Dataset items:
= Beginning of Section =

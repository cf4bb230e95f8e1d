//! Request throttle
//!
//! Caps the number of in-flight requests with a counting semaphore and spaces
//! successful list pages with a random pause.

use rand::Rng;
use std::sync::Arc;
use std::time::Duration;
use tokio::sync::{OwnedSemaphorePermit, Semaphore};
use tokio::time::sleep;

use crate::downloader::config::ThrottleConfig;

/// Shared concurrency budget for one pipeline run
#[derive(Debug, Clone)]
pub struct RequestThrottle {
    semaphore: Arc<Semaphore>,
    config: ThrottleConfig,
}

/// One unit of the concurrency budget; released on drop
#[derive(Debug)]
pub struct ThrottlePermit {
    _permit: OwnedSemaphorePermit,
}

impl ThrottlePermit {
    /// Give the permit back
    pub fn release(self) {}
}

impl RequestThrottle {
    /// Create a throttle from its configuration
    pub fn new(config: ThrottleConfig) -> Self {
        Self {
            semaphore: Arc::new(Semaphore::new(config.max_in_flight)),
            config,
        }
    }

    /// Wait until fewer than `max_in_flight` permits are held, then take one
    pub async fn acquire(&self) -> Result<ThrottlePermit, RateLimitError> {
        let permit = self
            .semaphore
            .clone()
            .acquire_owned()
            .await
            .map_err(|e| RateLimitError::AcquireError(e.to_string()))?;
        Ok(ThrottlePermit { _permit: permit })
    }

    /// Random pause length within the configured bounds
    pub fn jitter(&self) -> Duration {
        let min = self.config.jitter_min.as_millis() as u64;
        let max = self.config.jitter_max.as_millis() as u64;
        if max <= min {
            return Duration::from_millis(min);
        }
        Duration::from_millis(rand::rng().random_range(min..=max))
    }

    /// Sleep for a random jitter and return how long it slept
    pub async fn pause(&self) -> Duration {
        let delay = self.jitter();
        if !delay.is_zero() {
            sleep(delay).await;
        }
        delay
    }

    /// Permits not currently held
    pub fn available_permits(&self) -> usize {
        self.semaphore.available_permits()
    }

    /// Configured concurrency cap
    pub fn max_in_flight(&self) -> usize {
        self.config.max_in_flight
    }
}

impl Default for RequestThrottle {
    fn default() -> Self {
        Self::new(ThrottleConfig::default())
    }
}

/// Throttle errors
#[derive(Debug, thiserror::Error)]
pub enum RateLimitError {
    /// Semaphore closed
    #[error("failed to acquire request permit: {0}")]
    AcquireError(String),
}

= End of Section =

WHAT IS NEEDED: Each line above that contains the word "RateLimitError" should be copied.

ANSWER SECTION:
    pub async fn acquire(&self) -> Result<ThrottlePermit, RateLimitError> {
            .map_err(|e| RateLimitError::AcquireError(e.to_string()))?;
pub enum RateLimitError {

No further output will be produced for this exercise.